| Required work |
Scan the records and identify every line in which the string "MemoryEndpoint" occurs, then return those lines.

| Items from a dataset |
= Beginning of Section =

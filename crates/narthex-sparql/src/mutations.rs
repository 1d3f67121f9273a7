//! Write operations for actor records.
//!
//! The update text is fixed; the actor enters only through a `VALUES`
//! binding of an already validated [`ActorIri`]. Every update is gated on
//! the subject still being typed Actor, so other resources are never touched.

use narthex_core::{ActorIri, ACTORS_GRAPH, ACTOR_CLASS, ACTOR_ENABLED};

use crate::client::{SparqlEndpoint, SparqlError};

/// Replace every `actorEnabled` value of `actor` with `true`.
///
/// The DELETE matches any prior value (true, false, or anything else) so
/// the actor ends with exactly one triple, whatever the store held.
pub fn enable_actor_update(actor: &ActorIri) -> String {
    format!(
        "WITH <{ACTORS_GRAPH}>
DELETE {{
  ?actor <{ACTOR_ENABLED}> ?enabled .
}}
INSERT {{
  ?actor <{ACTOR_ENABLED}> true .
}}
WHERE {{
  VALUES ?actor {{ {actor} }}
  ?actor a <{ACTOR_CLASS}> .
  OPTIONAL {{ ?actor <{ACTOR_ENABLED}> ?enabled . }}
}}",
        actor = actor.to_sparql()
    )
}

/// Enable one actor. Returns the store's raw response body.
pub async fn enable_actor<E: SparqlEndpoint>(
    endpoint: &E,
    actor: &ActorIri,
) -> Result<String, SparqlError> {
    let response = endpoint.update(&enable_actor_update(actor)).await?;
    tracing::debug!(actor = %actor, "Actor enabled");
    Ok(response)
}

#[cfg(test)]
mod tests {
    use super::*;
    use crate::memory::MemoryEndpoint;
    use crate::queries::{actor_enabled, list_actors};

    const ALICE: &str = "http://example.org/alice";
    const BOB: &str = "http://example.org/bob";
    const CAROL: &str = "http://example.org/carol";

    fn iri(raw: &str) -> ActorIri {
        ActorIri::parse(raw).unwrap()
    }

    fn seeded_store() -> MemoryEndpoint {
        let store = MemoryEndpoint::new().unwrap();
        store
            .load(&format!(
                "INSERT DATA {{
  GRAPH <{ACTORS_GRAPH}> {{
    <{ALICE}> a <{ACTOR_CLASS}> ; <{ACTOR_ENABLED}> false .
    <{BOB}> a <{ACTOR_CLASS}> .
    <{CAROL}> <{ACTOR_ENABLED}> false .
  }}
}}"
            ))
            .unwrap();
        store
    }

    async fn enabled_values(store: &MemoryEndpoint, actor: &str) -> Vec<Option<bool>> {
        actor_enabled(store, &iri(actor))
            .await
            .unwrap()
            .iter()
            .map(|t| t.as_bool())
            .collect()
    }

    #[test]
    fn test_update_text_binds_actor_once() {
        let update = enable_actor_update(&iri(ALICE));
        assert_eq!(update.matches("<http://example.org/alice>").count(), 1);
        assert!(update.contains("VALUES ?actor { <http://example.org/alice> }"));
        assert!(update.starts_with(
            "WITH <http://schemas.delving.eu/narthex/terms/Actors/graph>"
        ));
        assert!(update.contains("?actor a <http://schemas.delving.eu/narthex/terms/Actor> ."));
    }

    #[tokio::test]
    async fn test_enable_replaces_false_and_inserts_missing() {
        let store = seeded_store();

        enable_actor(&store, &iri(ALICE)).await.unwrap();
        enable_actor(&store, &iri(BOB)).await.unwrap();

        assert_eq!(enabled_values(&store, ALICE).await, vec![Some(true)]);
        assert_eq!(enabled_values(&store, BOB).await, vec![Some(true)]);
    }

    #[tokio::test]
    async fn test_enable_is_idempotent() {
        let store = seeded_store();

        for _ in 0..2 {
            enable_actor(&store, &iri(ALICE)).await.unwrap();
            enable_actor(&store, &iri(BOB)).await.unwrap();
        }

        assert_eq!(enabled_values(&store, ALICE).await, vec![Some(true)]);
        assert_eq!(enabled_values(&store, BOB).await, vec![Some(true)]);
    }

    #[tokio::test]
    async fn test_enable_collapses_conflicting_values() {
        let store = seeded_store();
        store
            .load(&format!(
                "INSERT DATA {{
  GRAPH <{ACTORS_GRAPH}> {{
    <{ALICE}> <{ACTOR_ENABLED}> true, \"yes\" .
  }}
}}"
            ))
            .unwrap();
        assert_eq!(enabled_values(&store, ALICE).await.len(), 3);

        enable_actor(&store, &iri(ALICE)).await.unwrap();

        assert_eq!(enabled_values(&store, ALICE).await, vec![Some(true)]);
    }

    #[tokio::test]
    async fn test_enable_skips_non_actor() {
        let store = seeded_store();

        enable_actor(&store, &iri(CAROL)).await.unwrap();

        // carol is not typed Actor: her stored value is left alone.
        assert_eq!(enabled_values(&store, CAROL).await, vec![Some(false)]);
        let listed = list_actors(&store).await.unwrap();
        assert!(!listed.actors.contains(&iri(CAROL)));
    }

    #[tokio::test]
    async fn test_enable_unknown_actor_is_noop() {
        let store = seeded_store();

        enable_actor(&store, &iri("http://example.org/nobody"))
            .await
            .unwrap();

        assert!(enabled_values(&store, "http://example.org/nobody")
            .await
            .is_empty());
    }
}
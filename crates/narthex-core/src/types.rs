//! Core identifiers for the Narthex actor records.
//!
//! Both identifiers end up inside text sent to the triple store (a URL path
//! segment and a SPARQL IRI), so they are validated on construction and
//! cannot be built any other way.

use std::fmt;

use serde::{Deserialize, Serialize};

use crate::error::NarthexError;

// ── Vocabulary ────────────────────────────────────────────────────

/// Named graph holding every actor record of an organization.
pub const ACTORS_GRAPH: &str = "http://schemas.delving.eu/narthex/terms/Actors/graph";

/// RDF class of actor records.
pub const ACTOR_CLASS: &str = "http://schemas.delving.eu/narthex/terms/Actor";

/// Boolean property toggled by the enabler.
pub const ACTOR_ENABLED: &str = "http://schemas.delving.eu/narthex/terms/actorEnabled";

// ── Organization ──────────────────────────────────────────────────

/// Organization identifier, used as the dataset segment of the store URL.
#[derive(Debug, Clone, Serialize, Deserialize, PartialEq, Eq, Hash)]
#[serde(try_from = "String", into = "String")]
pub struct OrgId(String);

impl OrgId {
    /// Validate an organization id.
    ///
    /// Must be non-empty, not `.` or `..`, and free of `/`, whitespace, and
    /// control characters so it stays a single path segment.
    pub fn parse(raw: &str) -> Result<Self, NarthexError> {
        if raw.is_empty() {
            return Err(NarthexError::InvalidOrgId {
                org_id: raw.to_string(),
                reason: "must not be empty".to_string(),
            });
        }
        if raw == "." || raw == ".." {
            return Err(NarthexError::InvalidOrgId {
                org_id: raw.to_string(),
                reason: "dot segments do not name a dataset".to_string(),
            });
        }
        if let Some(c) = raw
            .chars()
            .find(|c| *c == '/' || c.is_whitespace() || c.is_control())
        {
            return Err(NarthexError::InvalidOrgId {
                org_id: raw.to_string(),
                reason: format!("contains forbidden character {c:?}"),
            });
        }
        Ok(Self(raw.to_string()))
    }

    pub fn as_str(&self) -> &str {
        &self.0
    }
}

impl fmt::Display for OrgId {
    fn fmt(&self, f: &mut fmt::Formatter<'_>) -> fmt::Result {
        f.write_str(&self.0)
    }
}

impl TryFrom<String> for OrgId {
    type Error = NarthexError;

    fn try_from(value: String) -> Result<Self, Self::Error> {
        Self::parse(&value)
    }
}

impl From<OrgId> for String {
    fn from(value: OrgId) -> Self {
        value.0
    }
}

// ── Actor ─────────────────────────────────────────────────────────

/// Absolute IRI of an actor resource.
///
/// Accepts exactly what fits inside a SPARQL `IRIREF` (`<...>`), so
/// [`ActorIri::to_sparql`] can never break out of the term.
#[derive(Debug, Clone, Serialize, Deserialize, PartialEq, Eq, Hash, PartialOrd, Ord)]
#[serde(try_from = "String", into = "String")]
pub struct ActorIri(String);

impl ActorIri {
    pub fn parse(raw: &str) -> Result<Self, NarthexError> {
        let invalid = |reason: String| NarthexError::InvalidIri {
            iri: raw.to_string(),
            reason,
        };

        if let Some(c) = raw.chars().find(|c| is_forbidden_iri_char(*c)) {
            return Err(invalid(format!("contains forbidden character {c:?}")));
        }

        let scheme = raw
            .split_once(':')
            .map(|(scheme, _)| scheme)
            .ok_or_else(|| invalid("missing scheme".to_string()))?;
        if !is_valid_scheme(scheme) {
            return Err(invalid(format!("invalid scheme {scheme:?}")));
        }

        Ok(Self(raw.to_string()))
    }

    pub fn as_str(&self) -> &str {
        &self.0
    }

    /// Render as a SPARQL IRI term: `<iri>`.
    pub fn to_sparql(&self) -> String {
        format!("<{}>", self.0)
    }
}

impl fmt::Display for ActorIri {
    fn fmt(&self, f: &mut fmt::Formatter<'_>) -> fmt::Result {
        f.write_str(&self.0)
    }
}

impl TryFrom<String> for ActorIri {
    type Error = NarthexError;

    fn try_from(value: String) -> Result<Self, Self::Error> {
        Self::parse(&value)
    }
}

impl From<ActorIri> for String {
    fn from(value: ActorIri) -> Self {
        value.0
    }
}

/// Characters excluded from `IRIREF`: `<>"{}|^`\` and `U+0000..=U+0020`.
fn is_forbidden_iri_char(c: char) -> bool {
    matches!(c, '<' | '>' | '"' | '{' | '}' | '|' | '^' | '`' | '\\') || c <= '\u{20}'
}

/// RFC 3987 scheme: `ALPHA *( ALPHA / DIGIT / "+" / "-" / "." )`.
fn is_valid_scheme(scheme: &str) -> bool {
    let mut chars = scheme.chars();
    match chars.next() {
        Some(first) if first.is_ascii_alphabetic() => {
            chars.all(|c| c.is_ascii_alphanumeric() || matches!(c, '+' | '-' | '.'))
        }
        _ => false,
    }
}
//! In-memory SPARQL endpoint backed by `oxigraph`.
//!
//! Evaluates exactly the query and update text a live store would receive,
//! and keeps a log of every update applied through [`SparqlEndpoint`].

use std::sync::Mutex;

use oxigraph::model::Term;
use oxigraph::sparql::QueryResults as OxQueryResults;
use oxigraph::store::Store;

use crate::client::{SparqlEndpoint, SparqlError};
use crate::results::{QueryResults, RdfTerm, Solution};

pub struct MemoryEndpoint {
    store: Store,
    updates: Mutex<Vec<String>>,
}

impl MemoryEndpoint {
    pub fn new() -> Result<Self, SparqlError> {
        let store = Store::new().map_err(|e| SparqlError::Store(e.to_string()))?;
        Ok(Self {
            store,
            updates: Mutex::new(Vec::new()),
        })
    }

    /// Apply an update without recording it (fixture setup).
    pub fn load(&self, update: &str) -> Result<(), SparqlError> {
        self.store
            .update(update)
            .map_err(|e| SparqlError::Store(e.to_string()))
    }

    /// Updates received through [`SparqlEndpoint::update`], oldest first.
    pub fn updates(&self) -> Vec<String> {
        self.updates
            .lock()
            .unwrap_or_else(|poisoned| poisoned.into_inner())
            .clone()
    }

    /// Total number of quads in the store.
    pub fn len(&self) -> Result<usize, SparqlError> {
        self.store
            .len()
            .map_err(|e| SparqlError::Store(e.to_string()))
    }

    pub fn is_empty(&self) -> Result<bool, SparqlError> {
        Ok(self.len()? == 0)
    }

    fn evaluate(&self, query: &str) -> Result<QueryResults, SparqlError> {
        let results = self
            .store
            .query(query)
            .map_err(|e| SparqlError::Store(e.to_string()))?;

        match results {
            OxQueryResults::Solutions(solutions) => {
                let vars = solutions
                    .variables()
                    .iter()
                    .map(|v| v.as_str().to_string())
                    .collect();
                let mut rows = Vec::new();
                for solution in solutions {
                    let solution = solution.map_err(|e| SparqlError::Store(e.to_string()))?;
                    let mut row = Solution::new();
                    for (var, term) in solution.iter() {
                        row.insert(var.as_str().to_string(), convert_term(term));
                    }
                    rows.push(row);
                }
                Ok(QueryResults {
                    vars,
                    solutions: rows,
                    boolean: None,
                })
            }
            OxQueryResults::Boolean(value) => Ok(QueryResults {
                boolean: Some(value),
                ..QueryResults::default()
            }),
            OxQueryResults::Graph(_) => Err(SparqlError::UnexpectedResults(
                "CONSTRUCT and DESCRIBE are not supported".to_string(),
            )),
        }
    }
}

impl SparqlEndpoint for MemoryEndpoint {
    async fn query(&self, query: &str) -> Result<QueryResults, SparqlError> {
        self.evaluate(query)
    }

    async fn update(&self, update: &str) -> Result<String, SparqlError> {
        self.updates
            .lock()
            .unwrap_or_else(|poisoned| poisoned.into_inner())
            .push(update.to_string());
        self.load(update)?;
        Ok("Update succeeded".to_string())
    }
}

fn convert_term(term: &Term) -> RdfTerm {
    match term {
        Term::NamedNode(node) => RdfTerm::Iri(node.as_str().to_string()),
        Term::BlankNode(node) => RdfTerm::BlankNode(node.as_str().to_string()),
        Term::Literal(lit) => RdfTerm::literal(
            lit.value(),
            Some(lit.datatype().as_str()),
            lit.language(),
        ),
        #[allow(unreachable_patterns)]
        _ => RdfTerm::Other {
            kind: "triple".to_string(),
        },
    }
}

= End of Section =

| Response area |
    use crate::memory::MemoryEndpoint;
    fn seeded_store() -> MemoryEndpoint {
        let store = MemoryEndpoint::new().unwrap();
    async fn enabled_values(store: &MemoryEndpoint, actor: &str) -> Vec<Option<bool>> {
pub struct MemoryEndpoint {
impl MemoryEndpoint {
impl SparqlEndpoint for MemoryEndpoint {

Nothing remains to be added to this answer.